- WORK INSTRUCTIONS
Among the entries below, take the line with "fn post_json(body: Value)" and the line with "async fn generates_quiz_from_context()", and output them and every line between them exactly, with nothing else.

- RECORDS FOR PROCESSING
──────────
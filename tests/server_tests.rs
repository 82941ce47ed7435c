mod test_utils;

use std::sync::Arc;

use axum::{
    body::Body,
    http::{header, HeaderMap, Request, StatusCode},
    Router,
};
use http_body_util::BodyExt;
use quiz_forge::clients::MockResponse;
use quiz_forge::server::{create_router, AppState, GENERATE_QUIZ_PATH};
use serde_json::{json, Value};
use tower::ServiceExt;

use crate::test_utils::{mock_state, quiz_json, CONTEXT};

async fn send(app: Router, request: Request<Body>) -> (StatusCode, HeaderMap, Value) {
    let response = app.oneshot(request).await.unwrap();
    let status = response.status();
    let headers = response.headers().clone();
    let bytes = response.into_body().collect().await.unwrap().to_bytes();
    let body = if bytes.is_empty() {
        Value::Null
    } else {
        serde_json::from_slice(&bytes).unwrap()
    };
    (status, headers, body)
}

fn post_json(body: Value) -> Request<Body> {
    Request::builder()
        .method("POST")
        .uri(GENERATE_QUIZ_PATH)
        .header("content-type", "application/json")
        .body(Body::from(body.to_string()))
        .unwrap()
}

#[tokio::test]
async fn generates_quiz_from_context() {
    let (state, handle) = mock_state(vec![MockResponse::Text(quiz_json(6).to_string())]);

    let (status, headers, body) = send(create_router(state), post_json(json!({ "context": CONTEXT }))).await;

    assert_eq!(status, StatusCode::OK);
    assert_eq!(headers[header::ACCESS_CONTROL_ALLOW_ORIGIN], "*");
    assert_eq!(headers[header::ACCESS_CONTROL_ALLOW_METHODS], "POST, OPTIONS");
    let questions = body.as_array().unwrap();
    assert_eq!(questions.len(), 6);
    for q in questions {
        assert_eq!(q["options"].as_array().unwrap().len(), 4);
        assert!(q["correctAnswerIndex"].as_u64().unwrap() <= 3);
        assert!(q["questionText"].is_string());
        assert!(q["explanation"].is_string());
    }
    assert!(handle.prompts()[0].contains(CONTEXT));
}

#[tokio::test]
async fn short_context_is_rejected_without_calling_the_model() {
    let (state, handle) = mock_state(vec![MockResponse::Text(quiz_json(5).to_string())]);

    let (status, _, body) = send(
        create_router(state),
        post_json(json!({ "context": "Too short to be a quiz." })),
    )
    .await;

    assert_eq!(status, StatusCode::BAD_REQUEST);
    assert_eq!(
        body["error"],
        "Invalid context provided. Must be a string with at least 50 characters."
    );
    assert_eq!(handle.call_count(), 0);
}

#[tokio::test]
async fn non_string_context_is_rejected() {
    let (state, _) = mock_state(vec![]);
    let (status, _, _) = send(create_router(state), post_json(json!({ "context": 12345 }))).await;
    assert_eq!(status, StatusCode::BAD_REQUEST);
}

#[tokio::test]
async fn unparsable_body_is_a_server_error() {
    let (state, handle) = mock_state(vec![]);
    let request = Request::builder()
        .method("POST")
        .uri(GENERATE_QUIZ_PATH)
        .header("content-type", "application/json")
        .body(Body::from("{not json"))
        .unwrap();

    let (status, _, body) = send(create_router(state), request).await;

    assert_eq!(status, StatusCode::INTERNAL_SERVER_ERROR);
    assert!(body["error"]
        .as_str()
        .unwrap()
        .starts_with("Failed to generate quiz from AI: "));
    assert_eq!(handle.call_count(), 0);
}

#[tokio::test]
async fn missing_context_field_is_a_bad_request() {
    let (state, _) = mock_state(vec![]);
    let (status, _, body) = send(create_router(state), post_json(json!({ "text": CONTEXT }))).await;
    assert_eq!(status, StatusCode::BAD_REQUEST);
    assert_eq!(
        body["error"],
        "Invalid context provided. Must be a string with at least 50 characters."
    );
}

#[tokio::test]
async fn get_is_method_not_allowed() {
    let (state, _) = mock_state(vec![]);
    let request = Request::builder()
        .method("GET")
        .uri(GENERATE_QUIZ_PATH)
        .body(Body::empty())
        .unwrap();

    let (status, headers, body) = send(create_router(state), request).await;

    assert_eq!(status, StatusCode::METHOD_NOT_ALLOWED);
    assert_eq!(body["error"], "Method Not Allowed");
    assert_eq!(headers[header::ACCESS_CONTROL_ALLOW_ORIGIN], "*");
    assert_eq!(headers[header::ACCESS_CONTROL_ALLOW_METHODS], "POST, OPTIONS");
}

#[tokio::test]
async fn preflight_returns_cors_headers() {
    let (state, _) = mock_state(vec![]);
    let request = Request::builder()
        .method("OPTIONS")
        .uri(GENERATE_QUIZ_PATH)
        .body(Body::empty())
        .unwrap();

    let (status, headers, _) = send(create_router(state), request).await;

    assert_eq!(status, StatusCode::NO_CONTENT);
    assert_eq!(headers[header::ACCESS_CONTROL_ALLOW_ORIGIN], "*");
    assert_eq!(headers[header::ACCESS_CONTROL_ALLOW_METHODS], "POST, OPTIONS");
    assert_eq!(headers[header::ACCESS_CONTROL_ALLOW_HEADERS], "Content-Type");
}

#[tokio::test]
async fn model_failure_is_wrapped() {
    let (state, _) = mock_state(vec![MockResponse::Error("quota exhausted".into())]);

    let (status, _, body) = send(create_router(state), post_json(json!({ "context": CONTEXT }))).await;

    assert_eq!(status, StatusCode::INTERNAL_SERVER_ERROR);
    let message = body["error"].as_str().unwrap();
    assert!(message.starts_with("Failed to generate quiz from AI:"));
    assert!(message.contains("quota exhausted"));
}

#[tokio::test]
async fn object_response_is_an_unexpected_format() {
    let (state, _) = mock_state(vec![MockResponse::Text(r#"{"questions": []}"#.into())]);

    let (status, _, body) = send(create_router(state), post_json(json!({ "context": CONTEXT }))).await;

    assert_eq!(status, StatusCode::INTERNAL_SERVER_ERROR);
    assert_eq!(
        body["error"],
        "Failed to generate quiz from AI: AI returned data in an unexpected format."
    );
}

#[tokio::test]
async fn malformed_question_is_rejected() {
    let mut quiz = quiz_json(5);
    quiz[2]["options"] = json!(["only", "three", "options"]);
    let (state, _) = mock_state(vec![MockResponse::Text(quiz.to_string())]);

    let (status, _, body) = send(create_router(state), post_json(json!({ "context": CONTEXT }))).await;

    assert_eq!(status, StatusCode::INTERNAL_SERVER_ERROR);
    assert!(body["error"].as_str().unwrap().contains("Question 2"));
}

#[tokio::test]
async fn missing_credential_is_a_configuration_error() {
    let state = Arc::new(AppState::unconfigured());

    let (status, _, body) = send(create_router(state), post_json(json!({ "context": CONTEXT }))).await;

    assert_eq!(status, StatusCode::INTERNAL_SERVER_ERROR);
    assert_eq!(body["error"], "Server configuration error. API key is missing.");
}

#[tokio::test]
async fn health_reports_provider() {
    let (state, _) = mock_state(vec![]);
    let request = Request::builder().uri("/health").body(Body::empty()).unwrap();

    let (status, _, body) = send(create_router(state), request).await;

    assert_eq!(status, StatusCode::OK);
    assert_eq!(body, json!({ "status": "ok", "provider": "mock" }));
}
use axum::{
    http::StatusCode,
    response::{IntoResponse, Response},
    Json,
};
use serde_json::json;
use thiserror::Error;

use crate::error::QuizGeneratorError;

/// Failures of the generation endpoint, each mapped to a status and `{ "error": … }`.
#[derive(Debug, Error)]
pub enum ApiError {
    #[error("Invalid context provided. Must be a string with at least 50 characters.")]
    InvalidContext,
    #[error("Method Not Allowed")]
    MethodNotAllowed,
    #[error("Server configuration error. API key is missing.")]
    MissingCredential,
    #[error("Failed to generate quiz from AI: {0}")]
    Generation(#[from] QuizGeneratorError),
    #[error("Failed to generate quiz from AI: {0}")]
    UnparsableBody(String),
}

impl ApiError {
    pub fn status(&self) -> StatusCode {
        match self {
            Self::InvalidContext => StatusCode::BAD_REQUEST,
            Self::MethodNotAllowed => StatusCode::METHOD_NOT_ALLOWED,
            Self::MissingCredential | Self::Generation(_) | Self::UnparsableBody(_) => {
                StatusCode::INTERNAL_SERVER_ERROR
            }
        }
    }
}

impl IntoResponse for ApiError {
    fn into_response(self) -> Response {
        let status = self.status();
        if status.is_server_error() {
            tracing::error!(error = %self, "Quiz generation request failed");
        } else {
            tracing::debug!(error = %self, status = %status, "Rejected quiz generation request");
        }
        (status, Json(json!({ "error": self.to_string() }))).into_response()
    }
}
──────────
- THE COMPLETED TASK
fn post_json(body: Value) -> Request<Body> {
    Request::builder()
        .method("POST")
        .uri(GENERATE_QUIZ_PATH)
        .header("content-type", "application/json")
        .body(Body::from(body.to_string()))
        .unwrap()
}

#[tokio::test]
async fn generates_quiz_from_context() {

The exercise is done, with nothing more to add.